Activity: Using the listing, copy each whole line that features "must".

Supplied records:
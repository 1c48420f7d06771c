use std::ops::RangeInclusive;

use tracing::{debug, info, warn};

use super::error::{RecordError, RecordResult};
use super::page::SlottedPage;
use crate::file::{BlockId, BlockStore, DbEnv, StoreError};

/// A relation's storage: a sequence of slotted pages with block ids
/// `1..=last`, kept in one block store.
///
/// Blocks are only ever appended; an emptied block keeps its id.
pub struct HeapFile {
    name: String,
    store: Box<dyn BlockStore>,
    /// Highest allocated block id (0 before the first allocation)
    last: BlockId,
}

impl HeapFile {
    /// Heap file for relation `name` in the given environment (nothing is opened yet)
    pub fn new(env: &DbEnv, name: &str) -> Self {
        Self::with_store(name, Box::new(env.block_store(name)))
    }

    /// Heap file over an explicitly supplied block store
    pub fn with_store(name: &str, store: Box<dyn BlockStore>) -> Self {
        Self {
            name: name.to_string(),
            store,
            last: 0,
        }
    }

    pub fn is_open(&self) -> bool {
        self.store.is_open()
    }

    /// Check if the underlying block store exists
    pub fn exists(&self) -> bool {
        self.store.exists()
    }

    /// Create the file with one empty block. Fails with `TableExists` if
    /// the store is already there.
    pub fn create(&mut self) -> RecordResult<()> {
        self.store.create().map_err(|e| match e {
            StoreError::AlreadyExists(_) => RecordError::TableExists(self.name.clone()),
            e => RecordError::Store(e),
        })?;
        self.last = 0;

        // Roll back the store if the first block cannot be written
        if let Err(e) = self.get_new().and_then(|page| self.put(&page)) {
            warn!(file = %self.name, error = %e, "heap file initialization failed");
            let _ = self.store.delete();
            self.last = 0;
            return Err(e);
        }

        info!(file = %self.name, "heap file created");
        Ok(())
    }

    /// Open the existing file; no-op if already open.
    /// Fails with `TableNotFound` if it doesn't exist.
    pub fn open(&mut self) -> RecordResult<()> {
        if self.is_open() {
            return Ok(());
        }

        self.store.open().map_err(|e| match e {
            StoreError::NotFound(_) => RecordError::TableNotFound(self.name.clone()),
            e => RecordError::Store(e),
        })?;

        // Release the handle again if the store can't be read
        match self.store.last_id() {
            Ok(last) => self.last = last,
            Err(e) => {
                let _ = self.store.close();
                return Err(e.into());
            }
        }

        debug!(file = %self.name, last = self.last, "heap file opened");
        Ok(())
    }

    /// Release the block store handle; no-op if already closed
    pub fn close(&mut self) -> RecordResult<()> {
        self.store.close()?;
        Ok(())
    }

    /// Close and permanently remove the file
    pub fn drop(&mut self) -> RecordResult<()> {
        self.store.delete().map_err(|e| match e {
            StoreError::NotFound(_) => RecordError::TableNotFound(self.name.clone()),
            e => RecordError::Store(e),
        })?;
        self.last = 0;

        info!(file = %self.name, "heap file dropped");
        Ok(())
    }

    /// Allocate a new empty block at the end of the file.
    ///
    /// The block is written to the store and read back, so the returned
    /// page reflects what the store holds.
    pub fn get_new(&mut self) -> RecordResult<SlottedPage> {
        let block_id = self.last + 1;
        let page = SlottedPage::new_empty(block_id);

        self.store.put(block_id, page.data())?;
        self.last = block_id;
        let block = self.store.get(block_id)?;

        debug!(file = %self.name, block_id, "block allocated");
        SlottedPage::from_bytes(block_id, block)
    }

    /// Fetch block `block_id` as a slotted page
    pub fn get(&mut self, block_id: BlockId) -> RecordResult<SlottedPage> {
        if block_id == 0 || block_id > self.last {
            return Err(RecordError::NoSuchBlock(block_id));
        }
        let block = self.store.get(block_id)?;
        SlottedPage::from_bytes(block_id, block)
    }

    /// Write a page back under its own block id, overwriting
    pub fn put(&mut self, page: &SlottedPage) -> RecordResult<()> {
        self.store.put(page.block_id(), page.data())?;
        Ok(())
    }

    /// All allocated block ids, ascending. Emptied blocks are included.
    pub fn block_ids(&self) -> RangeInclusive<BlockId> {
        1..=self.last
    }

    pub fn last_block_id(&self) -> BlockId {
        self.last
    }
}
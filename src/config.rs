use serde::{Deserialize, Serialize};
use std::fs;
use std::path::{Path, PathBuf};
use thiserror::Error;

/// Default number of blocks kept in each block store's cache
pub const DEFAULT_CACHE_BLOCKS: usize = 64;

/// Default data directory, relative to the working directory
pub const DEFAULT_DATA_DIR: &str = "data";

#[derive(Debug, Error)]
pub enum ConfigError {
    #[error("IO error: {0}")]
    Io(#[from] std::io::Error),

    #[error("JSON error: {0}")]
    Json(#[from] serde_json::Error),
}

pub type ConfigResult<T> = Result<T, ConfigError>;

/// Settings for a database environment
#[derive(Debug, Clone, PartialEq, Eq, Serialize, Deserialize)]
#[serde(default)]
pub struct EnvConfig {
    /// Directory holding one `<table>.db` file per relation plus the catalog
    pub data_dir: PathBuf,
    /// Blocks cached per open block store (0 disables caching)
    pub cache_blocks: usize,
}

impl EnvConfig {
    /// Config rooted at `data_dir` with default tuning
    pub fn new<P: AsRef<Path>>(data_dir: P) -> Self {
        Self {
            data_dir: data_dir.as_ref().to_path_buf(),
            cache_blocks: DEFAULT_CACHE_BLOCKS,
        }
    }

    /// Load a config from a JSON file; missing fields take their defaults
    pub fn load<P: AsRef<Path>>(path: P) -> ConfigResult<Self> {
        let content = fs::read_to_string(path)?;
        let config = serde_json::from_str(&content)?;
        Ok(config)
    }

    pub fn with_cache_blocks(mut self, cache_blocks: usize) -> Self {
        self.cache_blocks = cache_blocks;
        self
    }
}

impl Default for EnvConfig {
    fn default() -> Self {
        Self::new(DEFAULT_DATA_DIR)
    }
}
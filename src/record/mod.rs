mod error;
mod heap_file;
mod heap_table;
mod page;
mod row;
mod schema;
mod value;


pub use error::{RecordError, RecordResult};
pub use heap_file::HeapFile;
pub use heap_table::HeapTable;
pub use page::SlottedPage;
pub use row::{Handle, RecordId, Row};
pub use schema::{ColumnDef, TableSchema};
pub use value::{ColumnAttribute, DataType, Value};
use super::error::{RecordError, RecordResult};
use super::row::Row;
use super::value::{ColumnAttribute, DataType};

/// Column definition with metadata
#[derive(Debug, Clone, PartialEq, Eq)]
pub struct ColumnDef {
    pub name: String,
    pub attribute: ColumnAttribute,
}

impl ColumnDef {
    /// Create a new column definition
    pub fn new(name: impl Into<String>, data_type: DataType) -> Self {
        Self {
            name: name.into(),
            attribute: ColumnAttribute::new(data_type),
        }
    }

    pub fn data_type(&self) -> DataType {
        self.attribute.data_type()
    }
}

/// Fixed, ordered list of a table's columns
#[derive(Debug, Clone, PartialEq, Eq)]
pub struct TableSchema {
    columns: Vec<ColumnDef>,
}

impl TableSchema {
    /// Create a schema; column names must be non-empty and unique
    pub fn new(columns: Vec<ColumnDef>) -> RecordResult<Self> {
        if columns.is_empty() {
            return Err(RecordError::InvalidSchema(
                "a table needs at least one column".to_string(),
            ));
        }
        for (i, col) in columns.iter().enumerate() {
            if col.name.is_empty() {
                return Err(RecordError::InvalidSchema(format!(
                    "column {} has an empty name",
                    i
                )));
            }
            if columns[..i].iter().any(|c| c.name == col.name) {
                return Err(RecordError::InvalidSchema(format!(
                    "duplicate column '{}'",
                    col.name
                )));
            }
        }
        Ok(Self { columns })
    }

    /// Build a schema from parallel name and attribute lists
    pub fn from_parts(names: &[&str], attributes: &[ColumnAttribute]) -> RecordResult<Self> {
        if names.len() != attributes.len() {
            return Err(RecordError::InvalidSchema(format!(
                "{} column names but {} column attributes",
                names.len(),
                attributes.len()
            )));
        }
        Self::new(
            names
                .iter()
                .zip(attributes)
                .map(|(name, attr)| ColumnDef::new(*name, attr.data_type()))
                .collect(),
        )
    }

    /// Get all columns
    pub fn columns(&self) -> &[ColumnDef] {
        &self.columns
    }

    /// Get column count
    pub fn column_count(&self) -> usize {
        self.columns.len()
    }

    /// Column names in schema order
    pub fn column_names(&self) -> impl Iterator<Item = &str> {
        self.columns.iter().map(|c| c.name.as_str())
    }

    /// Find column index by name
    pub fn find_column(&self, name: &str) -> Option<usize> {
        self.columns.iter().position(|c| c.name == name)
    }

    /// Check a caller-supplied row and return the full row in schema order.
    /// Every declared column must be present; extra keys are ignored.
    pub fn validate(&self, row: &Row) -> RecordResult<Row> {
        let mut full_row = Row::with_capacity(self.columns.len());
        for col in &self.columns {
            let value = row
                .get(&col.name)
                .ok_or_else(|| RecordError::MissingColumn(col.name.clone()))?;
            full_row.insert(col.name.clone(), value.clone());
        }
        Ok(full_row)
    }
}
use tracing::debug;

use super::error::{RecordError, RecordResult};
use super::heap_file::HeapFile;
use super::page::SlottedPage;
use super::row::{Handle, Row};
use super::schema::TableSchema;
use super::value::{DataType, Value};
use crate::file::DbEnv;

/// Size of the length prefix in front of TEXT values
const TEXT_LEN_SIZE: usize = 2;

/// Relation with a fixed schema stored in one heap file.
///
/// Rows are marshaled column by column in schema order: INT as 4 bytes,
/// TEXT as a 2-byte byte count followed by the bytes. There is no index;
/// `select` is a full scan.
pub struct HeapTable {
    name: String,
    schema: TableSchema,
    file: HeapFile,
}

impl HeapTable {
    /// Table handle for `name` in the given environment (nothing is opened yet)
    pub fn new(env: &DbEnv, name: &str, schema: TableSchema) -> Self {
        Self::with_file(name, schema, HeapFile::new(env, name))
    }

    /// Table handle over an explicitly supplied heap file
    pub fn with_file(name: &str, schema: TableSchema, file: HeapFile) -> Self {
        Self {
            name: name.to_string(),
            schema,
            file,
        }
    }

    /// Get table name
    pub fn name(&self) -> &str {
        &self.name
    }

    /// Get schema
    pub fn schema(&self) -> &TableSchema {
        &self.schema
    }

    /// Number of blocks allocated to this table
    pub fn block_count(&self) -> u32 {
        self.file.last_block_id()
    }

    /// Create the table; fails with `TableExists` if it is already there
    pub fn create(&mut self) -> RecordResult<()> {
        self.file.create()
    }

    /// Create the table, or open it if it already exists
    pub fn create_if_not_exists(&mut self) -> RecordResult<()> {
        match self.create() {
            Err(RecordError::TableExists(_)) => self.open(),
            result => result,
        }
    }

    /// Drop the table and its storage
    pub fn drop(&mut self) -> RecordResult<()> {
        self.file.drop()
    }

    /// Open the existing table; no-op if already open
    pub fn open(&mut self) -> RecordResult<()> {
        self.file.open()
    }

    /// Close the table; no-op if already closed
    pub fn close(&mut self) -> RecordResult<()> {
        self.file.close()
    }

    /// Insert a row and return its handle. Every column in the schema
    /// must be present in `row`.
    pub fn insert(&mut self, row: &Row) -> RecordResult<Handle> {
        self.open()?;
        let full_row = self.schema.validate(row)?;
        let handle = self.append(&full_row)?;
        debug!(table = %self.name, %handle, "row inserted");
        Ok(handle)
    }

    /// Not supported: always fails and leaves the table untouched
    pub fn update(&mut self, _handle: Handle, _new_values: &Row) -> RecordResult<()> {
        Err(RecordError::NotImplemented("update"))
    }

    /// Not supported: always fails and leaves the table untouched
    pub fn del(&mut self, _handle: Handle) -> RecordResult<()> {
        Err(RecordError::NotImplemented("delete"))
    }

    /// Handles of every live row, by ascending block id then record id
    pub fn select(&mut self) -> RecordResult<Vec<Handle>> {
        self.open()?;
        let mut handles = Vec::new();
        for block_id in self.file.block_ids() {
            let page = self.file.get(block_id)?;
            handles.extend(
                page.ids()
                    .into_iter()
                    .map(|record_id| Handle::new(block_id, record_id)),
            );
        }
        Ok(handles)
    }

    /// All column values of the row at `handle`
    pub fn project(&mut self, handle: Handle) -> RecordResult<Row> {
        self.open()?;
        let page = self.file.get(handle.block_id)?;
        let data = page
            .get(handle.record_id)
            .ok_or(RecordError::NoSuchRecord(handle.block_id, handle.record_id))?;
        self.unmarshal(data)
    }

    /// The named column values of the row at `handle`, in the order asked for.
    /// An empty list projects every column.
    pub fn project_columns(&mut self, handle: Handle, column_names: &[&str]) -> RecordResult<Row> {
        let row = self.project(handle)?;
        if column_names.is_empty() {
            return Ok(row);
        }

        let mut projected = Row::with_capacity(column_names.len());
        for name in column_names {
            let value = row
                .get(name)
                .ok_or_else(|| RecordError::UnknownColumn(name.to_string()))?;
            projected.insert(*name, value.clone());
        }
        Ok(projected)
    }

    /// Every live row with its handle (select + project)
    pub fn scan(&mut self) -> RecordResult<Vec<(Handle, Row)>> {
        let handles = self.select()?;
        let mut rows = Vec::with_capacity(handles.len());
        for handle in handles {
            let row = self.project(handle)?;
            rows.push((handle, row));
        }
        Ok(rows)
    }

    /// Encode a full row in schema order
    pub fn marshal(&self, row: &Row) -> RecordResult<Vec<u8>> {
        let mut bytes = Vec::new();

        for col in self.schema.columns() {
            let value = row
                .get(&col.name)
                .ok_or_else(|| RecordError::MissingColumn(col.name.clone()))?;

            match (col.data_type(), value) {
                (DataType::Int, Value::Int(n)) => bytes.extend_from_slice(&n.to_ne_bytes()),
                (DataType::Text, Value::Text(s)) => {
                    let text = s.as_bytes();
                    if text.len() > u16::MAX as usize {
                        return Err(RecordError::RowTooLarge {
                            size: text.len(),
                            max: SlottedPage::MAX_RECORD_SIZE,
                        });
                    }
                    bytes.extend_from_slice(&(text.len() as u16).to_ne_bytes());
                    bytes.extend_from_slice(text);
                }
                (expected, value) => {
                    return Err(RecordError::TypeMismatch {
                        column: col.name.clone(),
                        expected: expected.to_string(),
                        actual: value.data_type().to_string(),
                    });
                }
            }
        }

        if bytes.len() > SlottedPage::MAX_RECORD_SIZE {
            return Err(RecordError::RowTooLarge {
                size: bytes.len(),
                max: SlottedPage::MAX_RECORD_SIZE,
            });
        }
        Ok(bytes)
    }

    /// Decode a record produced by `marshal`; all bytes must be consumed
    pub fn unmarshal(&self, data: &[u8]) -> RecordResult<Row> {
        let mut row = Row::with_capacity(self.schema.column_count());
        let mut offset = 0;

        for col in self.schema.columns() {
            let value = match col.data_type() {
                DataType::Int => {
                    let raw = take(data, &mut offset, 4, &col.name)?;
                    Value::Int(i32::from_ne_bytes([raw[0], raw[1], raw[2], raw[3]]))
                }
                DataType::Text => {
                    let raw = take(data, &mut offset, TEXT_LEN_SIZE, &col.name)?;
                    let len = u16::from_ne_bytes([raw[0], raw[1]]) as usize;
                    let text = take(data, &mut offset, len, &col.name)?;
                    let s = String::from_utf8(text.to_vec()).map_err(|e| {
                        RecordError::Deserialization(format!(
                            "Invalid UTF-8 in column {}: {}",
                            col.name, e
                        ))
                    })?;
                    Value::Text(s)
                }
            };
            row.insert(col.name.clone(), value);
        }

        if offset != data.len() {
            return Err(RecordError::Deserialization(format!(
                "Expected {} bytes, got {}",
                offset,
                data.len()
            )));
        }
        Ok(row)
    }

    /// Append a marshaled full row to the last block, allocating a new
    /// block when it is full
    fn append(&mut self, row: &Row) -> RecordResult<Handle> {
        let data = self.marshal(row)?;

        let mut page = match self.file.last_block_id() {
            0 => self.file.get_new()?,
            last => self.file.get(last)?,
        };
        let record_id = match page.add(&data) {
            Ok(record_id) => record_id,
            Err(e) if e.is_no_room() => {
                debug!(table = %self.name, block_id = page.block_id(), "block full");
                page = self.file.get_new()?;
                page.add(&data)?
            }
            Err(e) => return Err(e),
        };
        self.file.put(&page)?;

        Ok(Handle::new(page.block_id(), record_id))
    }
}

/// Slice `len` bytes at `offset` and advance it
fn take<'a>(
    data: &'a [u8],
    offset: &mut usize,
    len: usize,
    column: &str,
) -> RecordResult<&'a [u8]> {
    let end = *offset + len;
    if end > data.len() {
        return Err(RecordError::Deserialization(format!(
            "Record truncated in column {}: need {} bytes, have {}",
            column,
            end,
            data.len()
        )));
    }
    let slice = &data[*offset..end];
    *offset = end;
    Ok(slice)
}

Response:
    /// Create a schema; column names must be non-empty and unique
    /// Every declared column must be present; extra keys are ignored.
    /// must be present in `row`.
    /// Decode a record produced by `marshal`; all bytes must be consumed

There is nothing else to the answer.